EXERCISE MATERIALS:
↓↓↓

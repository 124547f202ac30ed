// Writers for the generated form.

use std::fs;
use std::path::Path;

use form_compiler::{required_cell, SurveyForm};
use log::info;
use serde_json::Value as JSValue;
use snafu::prelude::*;

use crate::form::*;

pub const SURVEY_COLUMNS: [&str; 9] = [
    "type",
    "name",
    "label",
    "required",
    "appearance",
    "parameters",
    "relevant",
    "hint",
    "choice_filter",
];

pub fn form_to_json(form: &SurveyForm) -> FormResult<JSValue> {
    serde_json::to_value(form).context(SerializingJsonSnafu {})
}

/// Writes the form as pretty JSON, to the standard output if no path is given.
pub fn write_json(form_js: &JSValue, path: Option<&str>) -> FormResult<()> {
    let pretty = serde_json::to_string_pretty(form_js).context(SerializingJsonSnafu {})?;
    match path {
        None | Some("stdout") => println!("{}", pretty),
        Some(p) => {
            info!("Writing the form to {:?}", p);
            fs::write(p, pretty).context(WritingFileSnafu { path: p })?;
        }
    }
    Ok(())
}

/// Writes the three tables of the form as survey.csv, choices.csv and settings.csv.
pub fn write_csv(form: &SurveyForm, out_dir: &Path) -> FormResult<()> {
    fs::create_dir_all(out_dir).context(WritingFileSnafu {
        path: out_dir.display().to_string(),
    })?;

    let survey_path = out_dir.join("survey.csv").display().to_string();
    let mut wtr = csv::Writer::from_path(&survey_path).context(CsvFileSnafu {
        path: survey_path.clone(),
    })?;
    wtr.write_record(SURVEY_COLUMNS).context(CsvFileSnafu {
        path: survey_path.clone(),
    })?;
    for row in form.survey.iter() {
        let kind = row.kind.to_string();
        let required = row.required.map(required_cell).unwrap_or_default();
        let record: [&str; 9] = [
            kind.as_str(),
            row.name.as_str(),
            row.label.as_deref().unwrap_or_default(),
            required,
            row.appearance.as_deref().unwrap_or_default(),
            row.parameters.as_deref().unwrap_or_default(),
            row.relevant.as_deref().unwrap_or_default(),
            row.hint.as_deref().unwrap_or_default(),
            row.choice_filter.as_deref().unwrap_or_default(),
        ];
        wtr.write_record(record).context(CsvFileSnafu {
            path: survey_path.clone(),
        })?;
    }
    wtr.flush().context(WritingFileSnafu {
        path: survey_path.clone(),
    })?;

    let choices_path = out_dir.join("choices.csv").display().to_string();
    let mut wtr = csv::Writer::from_path(&choices_path).context(CsvFileSnafu {
        path: choices_path.clone(),
    })?;
    wtr.write_record(["list_name", "name", "label"])
        .context(CsvFileSnafu {
            path: choices_path.clone(),
        })?;
    for choice in form.choices.iter() {
        wtr.write_record([
            choice.list_name.as_str(),
            choice.name.as_str(),
            choice.label.as_str(),
        ])
        .context(CsvFileSnafu {
            path: choices_path.clone(),
        })?;
    }
    wtr.flush().context(WritingFileSnafu {
        path: choices_path.clone(),
    })?;

    let settings_path = out_dir.join("settings.csv").display().to_string();
    let mut wtr = csv::Writer::from_path(&settings_path).context(CsvFileSnafu {
        path: settings_path.clone(),
    })?;
    wtr.write_record(["style"]).context(CsvFileSnafu {
        path: settings_path.clone(),
    })?;
    wtr.write_record([form.settings.style.as_str()])
        .context(CsvFileSnafu {
            path: settings_path.clone(),
        })?;
    wtr.flush().context(WritingFileSnafu {
        path: settings_path.clone(),
    })?;

    info!("Wrote the form to {:?}", out_dir);
    Ok(())
}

↑↑↑

WHAT THE TASK REQUIRES: Give back all the records above exactly as they were written.

WRITTEN REPLY:
repository 124547f202ac30ed
// Writers for the generated form.

use std::fs;
use std::path::Path;

use form_compiler::{required_cell, SurveyForm};
use log::info;
use serde_json::Value as JSValue;
use snafu::prelude::*;

use crate::form::*;

pub const SURVEY_COLUMNS: [&str; 9] = [
    "type",
    "name",
    "label",
    "required",
    "appearance",
    "parameters",
    "relevant",
    "hint",
    "choice_filter",
];

pub fn form_to_json(form: &SurveyForm) -> FormResult<JSValue> {
    serde_json::to_value(form).context(SerializingJsonSnafu {})
}

/// Writes the form as pretty JSON, to the standard output if no path is given.
pub fn write_json(form_js: &JSValue, path: Option<&str>) -> FormResult<()> {
    let pretty = serde_json::to_string_pretty(form_js).context(SerializingJsonSnafu {})?;
    match path {
        None | Some("stdout") => println!("{}", pretty),
        Some(p) => {
            info!("Writing the form to {:?}", p);
            fs::write(p, pretty).context(WritingFileSnafu { path: p })?;
        }
    }
    Ok(())
}

/// Writes the three tables of the form as survey.csv, choices.csv and settings.csv.
pub fn write_csv(form: &SurveyForm, out_dir: &Path) -> FormResult<()> {
    fs::create_dir_all(out_dir).context(WritingFileSnafu {
        path: out_dir.display().to_string(),
    })?;

    let survey_path = out_dir.join("survey.csv").display().to_string();
    let mut wtr = csv::Writer::from_path(&survey_path).context(CsvFileSnafu {
        path: survey_path.clone(),
    })?;
    wtr.write_record(SURVEY_COLUMNS).context(CsvFileSnafu {
        path: survey_path.clone(),
    })?;
    for row in form.survey.iter() {
        let kind = row.kind.to_string();
        let required = row.required.map(required_cell).unwrap_or_default();
        let record: [&str; 9] = [
            kind.as_str(),
            row.name.as_str(),
            row.label.as_deref().unwrap_or_default(),
            required,
            row.appearance.as_deref().unwrap_or_default(),
            row.parameters.as_deref().unwrap_or_default(),
            row.relevant.as_deref().unwrap_or_default(),
            row.hint.as_deref().unwrap_or_default(),
            row.choice_filter.as_deref().unwrap_or_default(),
        ];
        wtr.write_record(record).context(CsvFileSnafu {
            path: survey_path.clone(),
        })?;
    }
    wtr.flush().context(WritingFileSnafu {
        path: survey_path.clone(),
    })?;

    let choices_path = out_dir.join("choices.csv").display().to_string();
    let mut wtr = csv::Writer::from_path(&choices_path).context(CsvFileSnafu {
        path: choices_path.clone(),
    })?;
    wtr.write_record(["list_name", "name", "label"])
        .context(CsvFileSnafu {
            path: choices_path.clone(),
        })?;
    for choice in form.choices.iter() {
        wtr.write_record([
            choice.list_name.as_str(),
            choice.name.as_str(),
            choice.label.as_str(),
        ])
        .context(CsvFileSnafu {
            path: choices_path.clone(),
        })?;
    }
    wtr.flush().context(WritingFileSnafu {
        path: choices_path.clone(),
    })?;

    let settings_path = out_dir.join("settings.csv").display().to_string();
    let mut wtr = csv::Writer::from_path(&settings_path).context(CsvFileSnafu {
        path: settings_path.clone(),
    })?;
    wtr.write_record(["style"]).context(CsvFileSnafu {
        path: settings_path.clone(),
    })?;
    wtr.write_record([form.settings.style.as_str()])
        .context(CsvFileSnafu {
            path: settings_path.clone(),
        })?;
    wtr.flush().context(WritingFileSnafu {
        path: settings_path.clone(),
    })?;

    info!("Wrote the form to {:?}", out_dir);
    Ok(())
}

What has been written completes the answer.